Hace unos meses pasé por la calle San José, en Ronda, y al mirar hacia arriba a ese balcón en el que yo había jugado a seducir con mi amigo Luis tantos años atrás, comprobé que alguien había decidido cerrarlo. Seguramente que ese mismo espacio, hoy ganado al exterior, donde nosotros tratábamos de comunicarnos a través de mimos y señales con las vecinas, estará en este momento ocupado por un niño, tan parecido y tan distinto a nosotros, jugando a la play a quince grados más de lo que marca el reloj de la cercana farmacia de guardia en esta fría tarde invernal.
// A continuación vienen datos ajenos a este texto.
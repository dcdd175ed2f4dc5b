//! # 宜居壳层剖面图
//!
//! 以同心圆表示大气层，颜色对应 log10 压力 (atm)；
//! 绿色虚线圆标出宜居壳层的内外边界，右侧为颜色条。
//!
//! ## 依赖关系
//! - 被 `commands/shell.rs` 调用
//! - 使用 `physics/shell.rs` 的 HabitableShell

use super::{canvas_size, is_svg, plot_err, ColorMap, Normalization, LIME_GREEN, SADDLE_BROWN};
use crate::error::Result;
use crate::physics::shell::{log_pressure_atm, HabitableShell};

use plotters::prelude::*;
use std::f64::consts::PI;
use std::path::Path;

/// 最多绘制的大气层数
const MAX_RINGS: usize = 400;
const CIRCLE_SEGMENTS: usize = 180;
const DASH_COUNT: usize = 60;
/// 视野半宽（相对半径）
const VIEW_EXTENT: f64 = 1.2;

/// 地球用蓝 → 绿，其余天体用蓝 → 绿 → 红
pub fn shell_colormap(body_name: &str) -> ColorMap {
    if body_name.eq_ignore_ascii_case("Earth") {
        ColorMap::blue_green()
    } else {
        ColorMap::blue_green_red()
    }
}

/// 以原点为中心的圆周采样点（首尾闭合）
fn circle_points(radius: f64, segments: usize) -> Vec<(f64, f64)> {
    (0..=segments)
        .map(|i| {
            let theta = 2.0 * PI * i as f64 / segments as f64;
            (radius * theta.cos(), radius * theta.sin())
        })
        .collect()
}

/// 虚线圆：每段占半个周期
fn dashed_circle(radius: f64) -> Vec<Vec<(f64, f64)>> {
    let period = 2.0 * PI / DASH_COUNT as f64;
    (0..DASH_COUNT)
        .map(|k| {
            let start = period * k as f64;
            (0..4)
                .map(|j| {
                    let theta = start + period * 0.5 * j as f64 / 3.0;
                    (radius * theta.cos(), radius * theta.sin())
                })
                .collect()
        })
        .collect()
}

/// 比例尺长度：视野宽度 1/5 向下取整到 10 的幂 (m)
pub fn scale_bar_length(radius_m: f64) -> f64 {
    let span = 2.0 * VIEW_EXTENT * radius_m / 5.0;
    10f64.powf(span.log10().floor())
}

/// 生成壳层图
pub fn generate_shell_plot(
    shell: &HabitableShell,
    colormap: &ColorMap,
    output_path: &Path,
    size: u32,
) -> Result<()> {
    let (width, size) = canvas_size(size.checked_add(size / 6), Some(size))?;
    if is_svg(output_path) {
        let root = SVGBackend::new(output_path, (width, size)).into_drawing_area();
        draw_shell_chart(&root, shell, colormap)?;
        root.present().map_err(plot_err)?;
    } else {
        let root = BitMapBackend::new(output_path, (width, size)).into_drawing_area();
        draw_shell_chart(&root, shell, colormap)?;
        root.present().map_err(plot_err)?;
    }
    Ok(())
}

fn draw_shell_chart<DB: DrawingBackend>(
    root: &DrawingArea<DB, plotters::coord::Shift>,
    shell: &HabitableShell,
    colormap: &ColorMap,
) -> Result<()>
where
    DB::ErrorType: 'static,
{
    root.fill(&WHITE).map_err(plot_err)?;

    let (w, _) = root.dim_in_pixel();
    let (left, right) = root.split_horizontally(w * 6 / 7);

    let (vmin, vmax) = shell.log_pressure_range_atm();
    let norm = Normalization::centered(vmin, 0.0, vmax);

    draw_rings(&left, shell, colormap, &norm)?;
    draw_colorbar(&right, colormap, &norm)?;
    Ok(())
}

fn draw_rings<DB: DrawingBackend>(
    area: &DrawingArea<DB, plotters::coord::Shift>,
    shell: &HabitableShell,
    colormap: &ColorMap,
    norm: &Normalization,
) -> Result<()>
where
    DB::ErrorType: 'static,
{
    let r_planet = shell.body.radius_m;
    let extent = VIEW_EXTENT * r_planet;

    let mut chart = ChartBuilder::on(area)
        .caption(&shell.body.name, ("sans-serif", 26).into_font())
        .margin(20)
        .build_cartesian_2d(-extent..extent, -extent..extent)
        .map_err(plot_err)?;

    if shell.body.is_rocky() {
        chart
            .draw_series(std::iter::once(Polygon::new(
                circle_points(r_planet, CIRCLE_SEGMENTS),
                SADDLE_BROWN.filled(),
            )))
            .map_err(plot_err)?;
    }

    // 大气层
    let layers: Vec<(f64, f64)> = shell.visible_layers().collect();
    let stride = (layers.len() / MAX_RINGS).max(1);
    chart
        .draw_series(layers.iter().step_by(stride).map(|(r, p)| {
            let color = colormap.at(norm.apply(log_pressure_atm(*p)));
            PathElement::new(circle_points(*r, CIRCLE_SEGMENTS), color.stroke_width(2))
        }))
        .map_err(plot_err)?;

    // 壳层边界
    for radius in [shell.inner_radius_m, shell.outer_radius_m] {
        chart
            .draw_series(
                dashed_circle(radius)
                    .into_iter()
                    .map(|dash| PathElement::new(dash, LIME_GREEN.stroke_width(2))),
            )
            .map_err(plot_err)?;
    }

    // 标注
    let label_style = ("sans-serif", 15).into_font().color(&BLACK);
    let annotations = [
        (
            format!("Shell thickness: {:.2} km", shell.thickness_m() / 1000.0),
            (-0.95 * extent, -0.85 * extent),
        ),
        (
            format!("Shell volume: {:.2e} km³", shell.volume_km3()),
            (-0.95 * extent, -0.93 * extent),
        ),
        (
            format!("Radius: {:.0} km", r_planet / 1000.0),
            (0.55 * extent, 0.93 * extent),
        ),
    ];
    for (text, pos) in annotations {
        chart
            .draw_series(std::iter::once(Text::new(text, pos, label_style.clone())))
            .map_err(plot_err)?;
    }

    // 比例尺
    let scale = scale_bar_length(r_planet);
    let (x0, y0) = (0.5 * extent, -0.9 * extent);
    chart
        .draw_series(std::iter::once(PathElement::new(
            vec![(x0, y0), (x0 + scale, y0)],
            BLACK.stroke_width(2),
        )))
        .map_err(plot_err)?;
    chart
        .draw_series(std::iter::once(Text::new(
            format!("{:.0} km", scale / 1000.0),
            (x0, y0 - 0.03 * extent),
            label_style,
        )))
        .map_err(plot_err)?;

    Ok(())
}

fn draw_colorbar<DB: DrawingBackend>(
    area: &DrawingArea<DB, plotters::coord::Shift>,
    colormap: &ColorMap,
    norm: &Normalization,
) -> Result<()>
where
    DB::ErrorType: 'static,
{
    let (vmin, vmax) = norm.bounds();
    let (vmin, vmax) = if vmax > vmin {
        (vmin, vmax)
    } else {
        (vmin - 1.0, vmax + 1.0)
    };

    let mut chart = ChartBuilder::on(area)
        .margin_top(60)
        .margin_bottom(60)
        .margin_right(10)
        .y_label_area_size(55)
        .build_cartesian_2d(0.0..1.0, vmin..vmax)
        .map_err(plot_err)?;

    chart
        .configure_mesh()
        .disable_mesh()
        .disable_x_axis()
        .y_desc("Log Pressure (atm)")
        .y_label_formatter(&|v| format!("{:.0}", v))
        .draw()
        .map_err(plot_err)?;

    let steps = 200;
    let dv = (vmax - vmin) / steps as f64;
    chart
        .draw_series((0..steps).map(|i| {
            let v = vmin + dv * i as f64;
            let color = colormap.at(norm.apply(v + dv / 2.0));
            Rectangle::new([(0.0, v), (1.0, v + dv)], color.filled())
        }))
        .map_err(plot_err)?;

    Ok(())
}
//! # 数据模型模块
//!
//! 定义大气剖面、微生物耐受范围、系外行星记录、估算结果与温度对比。
//!
//! ## 依赖关系
//! - 被 `parsers/`, `habitability/`, `physics/` 和 `commands/` 使用
//! - 子模块: atmosphere, comparison, exoplanet

pub mod atmosphere;
pub mod comparison;
pub mod exoplanet;

pub use atmosphere::{AtmosphericProfile, ExtremophileTolerance, HabitabilityVerdict, Interval};
pub use comparison::TemperatureComparison;
pub use exoplanet::{ExoplanetRecord, PlanetaryEstimate, Range, Reading};
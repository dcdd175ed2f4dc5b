//! # Exobioma - 极端微生物与行星环境分析工具
//!
//! 判断极端微生物能否在给定大气层中存活，并由系外行星目录估算行星环境。
//!
//! ## 子命令
//! - `match`    - 大气剖面 × 微生物耐受范围 可居住性判定
//! - `estimate` - 系外行星温度、压力与辐射范围估算 (Monte Carlo)
//! - `shell`    - 宜居压力壳层计算与剖面图
//! - `compare`  - 平衡温度与温度范围对比图
//!
//! ## 依赖关系
//! ```text
//! main.rs
//!   ├── cli/          (命令行参数定义)
//!   ├── commands/     (命令执行逻辑)
//!   │     ├── parsers/      (表格读取与列解析)
//!   │     ├── habitability/ (匹配、导出、绘图)
//!   │     ├── physics/      (估算器、壳层模型)
//!   │     ├── plot/         (壳层图、对比图)
//!   │     ├── batch/        (并行处理)
//!   │     └── models/       (数据模型)
//!   ├── utils/        (工具函数)
//!   └── error.rs      (错误处理)
//! ```

mod batch;
mod cli;
mod commands;
mod error;
mod habitability;
mod models;
mod parsers;
mod physics;
mod plot;
mod utils;

use clap::Parser;
use cli::Cli;

fn main() {
    #[cfg(windows)]
    colored::control::set_virtual_terminal(true).ok();

    let cli = Cli::parse();

    if let Err(e) = commands::run(cli.command) {
        utils::output::print_error(&format!("{}", e));
        std::process::exit(1);
    }
}
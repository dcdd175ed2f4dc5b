//! # 可居住性匹配器
//!
//! 判断极端微生物能否在给定大气环境中存活。
//!
//! ## 判定规则
//! 六个维度全部满足才判定为可居住：
//! 1. 压力、温度、湿度、pH 落在耐受闭区间内（`min ≤ v ≤ max`）
//! 2. X 射线与紫外辐射不超过耐受上限（无下限）
//!
//! 读数或边界为 NaN 时该维度判为不满足（耐受情况未知）。
//!
//! ## 依赖关系
//! - 被 `commands/habitability.rs` 调用
//! - 使用 `parsers/atmosphere.rs` 校验与解析输入表
//! - 使用 `models/atmosphere.rs`

use crate::error::Result;
use crate::models::{AtmosphericProfile, ExtremophileTolerance, HabitabilityVerdict};
use crate::parsers::atmosphere;
use crate::parsers::Table;

/// 各维度的判定结果
#[derive(Debug, Clone, Copy, PartialEq, Eq)]
pub struct HabitabilityChecks {
    pub pressure: bool,
    pub temperature: bool,
    pub humidity: bool,
    pub ph: bool,
    pub xray: bool,
    pub uv: bool,
}

impl HabitabilityChecks {
    /// 所有维度都满足
    pub fn all(&self) -> bool {
        self.pressure && self.temperature && self.humidity && self.ph && self.xray && self.uv
    }
}

/// 辐射上限判定；任一值为 NaN 视为未知
fn within_limit(value: f64, max: f64) -> bool {
    if value.is_nan() || max.is_nan() {
        return false;
    }
    value <= max
}

/// 逐维度判定
pub fn evaluate(profile: &AtmosphericProfile, tolerance: &ExtremophileTolerance) -> HabitabilityChecks {
    HabitabilityChecks {
        pressure: tolerance.pressure_atm.contains(profile.pressure_atm),
        temperature: tolerance.temperature_c.contains(profile.temperature_c),
        humidity: tolerance.humidity_pct.contains(profile.humidity_pct),
        ph: tolerance.ph.contains(profile.ph),
        xray: within_limit(profile.xray_msv_per_year, tolerance.xray_max_msv_per_year),
        uv: within_limit(profile.uv_w_per_m2, tolerance.uv_max_w_per_m2),
    }
}

/// 可居住性判定
pub fn is_habitable(profile: &AtmosphericProfile, tolerance: &ExtremophileTolerance) -> bool {
    evaluate(profile, tolerance).all()
}

/// 对所有 (剖面, 微生物) 组合求判定
///
/// 剖面在外层、微生物在内层，保持输入顺序；结果数量为 |剖面| × |微生物|。
pub fn match_habitability(
    profiles: &[AtmosphericProfile],
    tolerances: &[ExtremophileTolerance],
) -> Vec<HabitabilityVerdict> {
    let mut verdicts = Vec::with_capacity(profiles.len() * tolerances.len());

    for profile in profiles {
        for tolerance in tolerances {
            verdicts.push(HabitabilityVerdict {
                body: profile.name.clone(),
                altitude_km: profile.altitude_km,
                organism: tolerance.name.clone(),
                habitable: is_habitable(profile, tolerance),
            });
        }
    }

    verdicts
}

/// 匹配结果及其输入
#[derive(Debug, Clone)]
pub struct MatchOutput {
    pub profiles: Vec<AtmosphericProfile>,
    pub tolerances: Vec<ExtremophileTolerance>,
    pub verdicts: Vec<HabitabilityVerdict>,
}

/// 从原始表格出发：先校验两张表结构，再解析并匹配
pub fn match_tables(atmosphere_table: &Table, extremophile_table: &Table) -> Result<MatchOutput> {
    atmosphere::validate_schema(atmosphere_table, extremophile_table)?;

    let profiles = atmosphere::parse_profiles(atmosphere_table)?;
    let tolerances = atmosphere::parse_tolerances(extremophile_table)?;
    let verdicts = match_habitability(&profiles, &tolerances);

    Ok(MatchOutput {
        profiles,
        tolerances,
        verdicts,
    })
}

#[cfg(test)]
mod tests {
    use super::*;
    use crate::error::ExobiomaError;
    use crate::models::Interval;
    use crate::parsers::TableOptions;

    fn profile() -> AtmosphericProfile {
        AtmosphericProfile {
            name: "Earth".to_string(),
            altitude_km: 0.0,
            pressure_atm: 1.0,
            temperature_c: 20.0,
            humidity_pct: 50.0,
            ph: 7.0,
            xray_msv_per_year: 0.0,
            uv_w_per_m2: 0.0,
        }
    }

    fn tolerance() -> ExtremophileTolerance {
        ExtremophileTolerance {
            name: "Mesophile".to_string(),
            pressure_atm: Interval::new(0.5, 2.0),
            temperature_c: Interval::new(0.0, 40.0),
            humidity_pct: Interval::new(20.0, 80.0),
            ph: Interval::new(5.0, 9.0),
            xray_max_msv_per_year: 10.0,
            uv_max_w_per_m2: 10.0,
        }
    }

    #[test]
    fn test_reference_pair_is_habitable() {
        assert!(is_habitable(&profile(), &tolerance()));
    }

    #[test]
    fn test_pressure_out_of_range() {
        let mut t = tolerance();
        t.pressure_atm = Interval::new(5.0, 10.0);
        let checks = evaluate(&profile(), &t);
        assert!(!checks.pressure);
        assert!(checks.temperature && checks.humidity && checks.ph && checks.xray && checks.uv);
        assert!(!is_habitable(&profile(), &t));
    }

    #[test]
    fn test_single_fault_flips_verdict() {
        let base = profile();
        let mutations: [fn(&mut AtmosphericProfile); 6] = [
            |p| p.pressure_atm = 3.0,
            |p| p.temperature_c = 80.0,
            |p| p.humidity_pct = 5.0,
            |p| p.ph = 2.0,
            |p| p.xray_msv_per_year = 11.0,
            |p| p.uv_w_per_m2 = 10.5,
        ];

        for (i, mutate) in mutations.iter().enumerate() {
            let mut p = base.clone();
            mutate(&mut p);
            let checks = evaluate(&p, &tolerance());
            let failed = [
                checks.pressure,
                checks.temperature,
                checks.humidity,
                checks.ph,
                checks.xray,
                checks.uv,
            ]
            .iter()
            .filter(|ok| !**ok)
            .count();
            assert_eq!(failed, 1, "mutation {i} should break exactly one leg");
            assert!(!is_habitable(&p, &tolerance()), "mutation {i}");
        }
    }

    #[test]
    fn test_bounds_are_inclusive() {
        let t = tolerance();
        for (pressure, temperature, humidity, ph) in
            [(0.5, 0.0, 20.0, 5.0), (2.0, 40.0, 80.0, 9.0)]
        {
            let p = AtmosphericProfile {
                pressure_atm: pressure,
                temperature_c: temperature,
                humidity_pct: humidity,
                ph,
                xray_msv_per_year: 10.0,
                uv_w_per_m2: 10.0,
                ..profile()
            };
            assert!(is_habitable(&p, &t));
        }
    }

    #[test]
    fn test_nan_means_not_habitable() {
        // 读数未知
        let p = AtmosphericProfile {
            humidity_pct: f64::NAN,
            ..profile()
        };
        assert!(!is_habitable(&p, &tolerance()));

        // 区间边界未知
        let mut t = tolerance();
        t.ph = Interval::new(f64::NAN, 9.0);
        assert!(!is_habitable(&profile(), &t));

        // 辐射上限未知
        let mut t = tolerance();
        t.uv_max_w_per_m2 = f64::NAN;
        assert!(!is_habitable(&profile(), &t));
    }

    #[test]
    fn test_cross_product_order_and_size() {
        let profiles = vec![
            profile(),
            AtmosphericProfile {
                name: "Venus".to_string(),
                altitude_km: 55.0,
                ..profile()
            },
        ];
        let tolerances = vec![
            tolerance(),
            ExtremophileTolerance {
                name: "Piezophile".to_string(),
                pressure_atm: Interval::new(5.0, 10.0),
                ..tolerance()
            },
            ExtremophileTolerance {
                name: "Acidophile".to_string(),
                ..tolerance()
            },
        ];

        let verdicts = match_habitability(&profiles, &tolerances);
        assert_eq!(verdicts.len(), profiles.len() * tolerances.len());

        let order: Vec<_> = verdicts
            .iter()
            .map(|v| (v.body.as_str(), v.organism.as_str()))
            .collect();
        assert_eq!(
            order,
            vec![
                ("Earth", "Mesophile"),
                ("Earth", "Piezophile"),
                ("Earth", "Acidophile"),
                ("Venus", "Mesophile"),
                ("Venus", "Piezophile"),
                ("Venus", "Acidophile"),
            ]
        );
        assert_eq!(verdicts[3].altitude_km, 55.0);
        assert!(!verdicts[1].habitable);
        assert!(verdicts[2].habitable);
    }

    #[test]
    fn test_empty_inputs() {
        assert!(match_habitability(&[], &[tolerance()]).is_empty());
        assert!(match_habitability(&[profile()], &[]).is_empty());
    }

    #[test]
    fn test_match_tables_aborts_on_schema_error() {
        let atmo = Table::from_reader(
            "name,altitude_km,pressure_atm,temperature_c,humidity_pct,ph,xray_msv_per_year\nEarth,0,1,20,50,7,0\n"
                .as_bytes(),
            TableOptions::default(),
            "atmo.csv",
        )
        .unwrap();
        let ext = Table::from_reader(
            "name\nMesophile\n".as_bytes(),
            TableOptions::default(),
            "ext.csv",
        )
        .unwrap();

        let err = match_tables(&atmo, &ext).unwrap_err();
        match err {
            ExobiomaError::SchemaError { field, present, .. } => {
                assert_eq!(field, "uv_w_per_m2");
                assert!(present.contains("atmo.csv"));
                assert!(present.contains("ext.csv: [name]"));
            }
            other => panic!("unexpected error: {other}"),
        }
    }

    #[test]
    fn test_match_tables() {
        let atmo = Table::from_reader(
            "name,altitude_km,pressure_atm,temperature_c,humidity_pct,ph,xray_msv_per_year,uv_w_per_m2\nEarth,0,1,20,50,7,0,0\n"
                .as_bytes(),
            TableOptions::default(),
            "atmo.csv",
        )
        .unwrap();
        let ext = Table::from_reader(
            "name,pressure_min_atm,pressure_max_atm,temperature_min_c,temperature_max_c,humidity_min_pct,humidity_max_pct,ph_min,ph_max,xray_max_msv_per_year,uv_max_w_per_m2\nMesophile,0.5,2,0,40,20,80,5,9,10,10\n"
                .as_bytes(),
            TableOptions::default(),
            "ext.csv",
        )
        .unwrap();

        let output = match_tables(&atmo, &ext).unwrap();
        assert_eq!(output.verdicts.len(), 1);
        assert!(output.verdicts[0].habitable);
        assert_eq!(output.profiles.len(), 1);
        assert_eq!(output.tolerances.len(), 1);
    }
}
Poco a poco, irremediablemente, van quedando arrinconados en el basurero de la historia, en el lugar de lo que está fuera de la cadena de utilidad, en ese rincón de lo que tildamos como inútil que es, por otro lado, como decía George Bataille, lo que realmente nos hace humanos.
Me atraen las causas perdidas y por eso quizá ame los balcones como amo la tauromaquia, la música en vivo - la reivindico por encima de los dj´s - o las plazas con árboles; y mientras quede en pie uno sólo de ellos, yo trataré de seguir trepándome, con mi maceta de geranios a cuestas, a contemplar la vida pasar por abajo y contar aquí lo que veo, con quien conmigo quiera subir. ¿Balconeamos?.
Balconear: 1. tr. Arg. y Ur. Observar los acontecimientos sin participar en ellos.
2. tr. Ur. Examinar la situación.
3. intr. coloq. Arg., Guat., Hond., P. Rico y Ur. Mirar, observar con curiosidad desde un balcón o cualquier otro sitio elevado. U. t. c. tr.